Sobre o livro
Objeto Direto reúne um conjunto de 28 poemas em prosa que abordam o lirismo sem ser piegas e trata metaforicamente de questões fundamentais como a liberdade, o direito à vida e a tudo o mais, inclusive discutindo o problema do fazer poético e a função social da poesia, considerada um produto descartável e não essencial numa sociedade marcada pelo consumo e pela produtividade econômica com os seus indicadores meramente quantitativos.

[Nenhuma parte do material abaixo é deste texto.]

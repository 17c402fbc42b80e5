use crate::{
    model::{BasisStatus, RelKind, Sense, VarKind},
    object::{CallRejected, CapabilityTable, ColSpec, LibraryHandle, RowSpec, SolverObject},
    value::Sentinels,
};

///
/// DenseModelObject
///
/// Array-backed rendition of the foreign model object: size-fixed at
/// creation, filled in order, finalized once. It is the reference object
/// the crate is exercised against; a production binding wraps the real
/// foreign memory behind the same trait.
///
/// Holding a [`LibraryHandle`] ties the object's lifetime into the
/// library reference count: creation attaches, drop releases.
///

#[derive(Debug)]
struct RowRec {
    kind: RelKind,
    paired_column: Option<usize>,
    scale: f64,
    rhs: f64,
    level: f64,
    marginal: f64,
    basis: BasisStatus,
}

#[derive(Debug)]
struct ColRec {
    kind: VarKind,
    lower: f64,
    upper: f64,
    level: f64,
    marginal: f64,
    basis: BasisStatus,
    sos_group: Option<u32>,
    priority: f64,
    scale: f64,
    jac_rows: Vec<usize>,
    jac_vals: Vec<f64>,
    jac_nl: Vec<bool>,
}

#[derive(Debug)]
enum Objective {
    Unset,
    None,
    Set { column: usize, sense: Sense },
}

#[derive(Debug)]
pub struct DenseModelObject {
    _handle: LibraryHandle,
    capabilities: CapabilityTable,
    row_capacity: usize,
    col_capacity: usize,
    code_capacity: usize,
    rows: Vec<RowRec>,
    cols: Vec<ColRec>,
    code: Vec<Option<(Vec<u16>, Vec<i32>)>>,
    pool: Vec<f64>,
    code_used: usize,
    objective: Objective,
    finalized: bool,
}

impl DenseModelObject {
    /// Reserved double standing for +infinity.
    pub const PLUS_INF: f64 = 1.0e300;
    /// Reserved double standing for -infinity.
    pub const MINUS_INF: f64 = -1.0e300;
    /// Reserved double standing for "value not available".
    pub const NOT_AVAILABLE: f64 = 2.0e300;

    #[must_use]
    pub fn new(handle: LibraryHandle, rows: usize, cols: usize, code_capacity: usize) -> Self {
        Self::with_capabilities(handle, rows, cols, code_capacity, CapabilityTable::complete())
    }

    /// Construct against a binding that resolved only part of the entry
    /// point set.
    #[must_use]
    pub fn with_capabilities(
        handle: LibraryHandle,
        rows: usize,
        cols: usize,
        code_capacity: usize,
        capabilities: CapabilityTable,
    ) -> Self {
        Self {
            _handle: handle,
            capabilities,
            row_capacity: rows,
            col_capacity: cols,
            code_capacity,
            rows: Vec::with_capacity(rows),
            cols: Vec::with_capacity(cols),
            code: std::iter::repeat_with(|| None).take(rows).collect(),
            pool: Vec::new(),
            code_used: 0,
            objective: Objective::Unset,
            finalized: false,
        }
    }

    #[must_use]
    pub const fn is_finalized(&self) -> bool {
        self.finalized
    }

    #[must_use]
    pub fn row_kind(&self, row: usize) -> Option<RelKind> {
        self.rows.get(row).map(|r| r.kind)
    }

    #[must_use]
    pub fn row_paired_column(&self, row: usize) -> Option<usize> {
        self.rows.get(row).and_then(|r| r.paired_column)
    }

    /// One column's Jacobian slice as stored.
    #[must_use]
    pub fn col_jacobian(&self, column: usize) -> Option<(&[usize], &[f64], &[bool])> {
        self.cols
            .get(column)
            .map(|c| (&c.jac_rows[..], &c.jac_vals[..], &c.jac_nl[..]))
    }

    #[must_use]
    pub fn col_sos_group(&self, column: usize) -> Option<u32> {
        self.cols.get(column).and_then(|c| c.sos_group)
    }

    /// One column's stored bounds, in the foreign convention.
    #[must_use]
    pub fn col_bounds(&self, column: usize) -> Option<(f64, f64)> {
        self.cols.get(column).map(|c| (c.lower, c.upper))
    }

    /// One row's instruction stream as stored.
    #[must_use]
    pub fn nl_code(&self, row: usize) -> Option<(&[u16], &[i32])> {
        self.code
            .get(row)
            .and_then(Option::as_ref)
            .map(|(codes, args)| (&codes[..], &args[..]))
    }

    #[must_use]
    pub fn constant_pool(&self) -> &[f64] {
        &self.pool
    }

    #[must_use]
    pub const fn objective_column(&self) -> Option<usize> {
        match self.objective {
            Objective::Set { column, .. } => Some(column),
            Objective::Unset | Objective::None => None,
        }
    }

    /// Write one solved column, the way a solver backend would.
    pub fn store_col_solution(
        &mut self,
        column: usize,
        level: f64,
        marginal: f64,
        basis: BasisStatus,
    ) -> Result<(), CallRejected> {
        let col = self
            .cols
            .get_mut(column)
            .ok_or_else(|| CallRejected::new(format!("column {column} out of range")))?;
        col.level = level;
        col.marginal = marginal;
        col.basis = basis;
        Ok(())
    }

    /// Write one solved row, the way a solver backend would.
    pub fn store_row_solution(
        &mut self,
        row: usize,
        level: f64,
        marginal: f64,
        basis: BasisStatus,
    ) -> Result<(), CallRejected> {
        let rec = self
            .rows
            .get_mut(row)
            .ok_or_else(|| CallRejected::new(format!("row {row} out of range")))?;
        rec.level = level;
        rec.marginal = marginal;
        rec.basis = basis;
        Ok(())
    }

    fn reject_if_finalized(&self) -> Result<(), CallRejected> {
        if self.finalized {
            Err(CallRejected::new("object already finalized"))
        } else {
            Ok(())
        }
    }
}

impl SolverObject for DenseModelObject {
    fn capabilities(&self) -> &CapabilityTable {
        &self.capabilities
    }

    fn sentinels(&self) -> Sentinels {
        Sentinels {
            plus_inf: Self::PLUS_INF,
            minus_inf: Self::MINUS_INF,
            not_available: Self::NOT_AVAILABLE,
        }
    }

    fn row_capacity(&self) -> usize {
        self.row_capacity
    }

    fn col_capacity(&self) -> usize {
        self.col_capacity
    }

    fn add_row(&mut self, spec: &RowSpec<'_>) -> Result<(), CallRejected> {
        self.reject_if_finalized()?;
        if self.rows.len() == self.row_capacity {
            return Err(CallRejected::new(format!(
                "row table is full (capacity {})",
                self.row_capacity
            )));
        }
        if spec.jac_cols.len() != spec.jac_vals.len() || spec.jac_cols.len() != spec.jac_nl.len() {
            return Err(CallRejected::new("row Jacobian triple length mismatch"));
        }

        self.rows.push(RowRec {
            kind: spec.kind,
            paired_column: spec.paired_column,
            scale: spec.scale,
            rhs: spec.rhs,
            level: spec.slack,
            marginal: spec.marginal,
            basis: spec.basis,
        });

        Ok(())
    }

    fn add_col(&mut self, spec: &ColSpec<'_>) -> Result<(), CallRejected> {
        self.reject_if_finalized()?;
        if self.cols.len() == self.col_capacity {
            return Err(CallRejected::new(format!(
                "column table is full (capacity {})",
                self.col_capacity
            )));
        }
        if spec.jac_rows.len() != spec.jac_vals.len() || spec.jac_rows.len() != spec.jac_nl.len() {
            return Err(CallRejected::new("column Jacobian triple length mismatch"));
        }
        if let Some(&bad) = spec.jac_rows.iter().find(|r| **r >= self.row_capacity) {
            return Err(CallRejected::new(format!(
                "column Jacobian references row {bad} outside capacity {}",
                self.row_capacity
            )));
        }

        self.cols.push(ColRec {
            kind: spec.kind,
            lower: spec.lower,
            upper: spec.upper,
            level: spec.level,
            marginal: spec.marginal,
            basis: spec.basis,
            sos_group: spec.sos_group,
            priority: spec.priority,
            scale: spec.scale,
            jac_rows: spec.jac_rows.to_vec(),
            jac_vals: spec.jac_vals.to_vec(),
            jac_nl: spec.jac_nl.to_vec(),
        });

        Ok(())
    }

    fn set_nl_code(
        &mut self,
        row: usize,
        codes: &[u16],
        args: &[i32],
        pool: &[f64],
    ) -> Result<(), CallRejected> {
        self.reject_if_finalized()?;
        if row >= self.rows.len() {
            return Err(CallRejected::new(format!(
                "code attached to row {row} before the row was added"
            )));
        }
        if codes.len() != args.len() {
            return Err(CallRejected::new("code and argument arrays differ in length"));
        }
        if self.code_used + codes.len() > self.code_capacity {
            return Err(CallRejected::new(format!(
                "nonlinear code capacity exceeded ({} + {} > {})",
                self.code_used,
                codes.len(),
                self.code_capacity
            )));
        }

        self.code_used += codes.len();
        self.code[row] = Some((codes.to_vec(), args.to_vec()));
        self.pool = pool.to_vec();

        Ok(())
    }

    fn set_objective(&mut self, column: usize, sense: Sense) -> Result<(), CallRejected> {
        self.reject_if_finalized()?;
        if column >= self.col_capacity {
            return Err(CallRejected::new(format!(
                "objective column {column} outside capacity {}",
                self.col_capacity
            )));
        }
        self.objective = Objective::Set { column, sense };
        Ok(())
    }

    fn clear_objective(&mut self) -> Result<(), CallRejected> {
        self.reject_if_finalized()?;
        self.objective = Objective::None;
        Ok(())
    }

    fn finalize(&mut self) -> Result<(), CallRejected> {
        self.reject_if_finalized()?;
        if self.rows.len() != self.row_capacity {
            return Err(CallRejected::new(format!(
                "finalize with {} of {} rows added",
                self.rows.len(),
                self.row_capacity
            )));
        }
        if self.cols.len() != self.col_capacity {
            return Err(CallRejected::new(format!(
                "finalize with {} of {} columns added",
                self.cols.len(),
                self.col_capacity
            )));
        }
        if matches!(self.objective, Objective::Unset) {
            return Err(CallRejected::new(
                "finalize before the objective was set or cleared",
            ));
        }

        self.finalized = true;
        Ok(())
    }

    fn row_count(&self) -> usize {
        self.rows.len()
    }

    fn col_count(&self) -> usize {
        self.cols.len()
    }

    fn col_level(&self, column: usize) -> f64 {
        self.cols.get(column).map_or(Self::NOT_AVAILABLE, |c| c.level)
    }

    fn col_marginal(&self, column: usize) -> f64 {
        self.cols
            .get(column)
            .map_or(Self::NOT_AVAILABLE, |c| c.marginal)
    }

    fn col_basis(&self, column: usize) -> BasisStatus {
        self.cols.get(column).map_or(BasisStatus::Unset, |c| c.basis)
    }

    fn row_level(&self, row: usize) -> f64 {
        self.rows.get(row).map_or(Self::NOT_AVAILABLE, |r| r.level)
    }

    fn row_marginal(&self, row: usize) -> f64 {
        self.rows.get(row).map_or(Self::NOT_AVAILABLE, |r| r.marginal)
    }

    fn row_basis(&self, row: usize) -> BasisStatus {
        self.rows.get(row).map_or(BasisStatus::Unset, |r| r.basis)
    }
}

Também questiona a censura no período pré e pós 64, além de refletir os conflitos de um mundo cada vez mais globalizado e marcado pela guerra fria, um período de forte tensão política entre o Ocidente e o Oriente, inclusive com a ameaça permanente até de um conflito nuclear que felizmente não chegou a acontecer, o que faria prevalecer a insanidade.
Os poemas se desdobram em parêmias, que emergem como provérbios ou breves alegorias poéticas tratando do dia a dia das pessoas ou mesmo de fatos como a morte de John Lennon – um sonhador como se definia, que vivia a expectativa de um mundo melhor, mais humano, mais justo e em paz, que é o desejo de todos nós -, ou mesmo do Natal itabunense, com as suas contradições e que acaba numa festa cristã de confraternização e encontro entre as pessoas.
O livro é um libelo e um objeto minimalista, que privilegia o menor em lugar do menor e mostra de forma crítica, que fora da arte e da cultura restam poucas e escassas opções como o retorno à barbárie.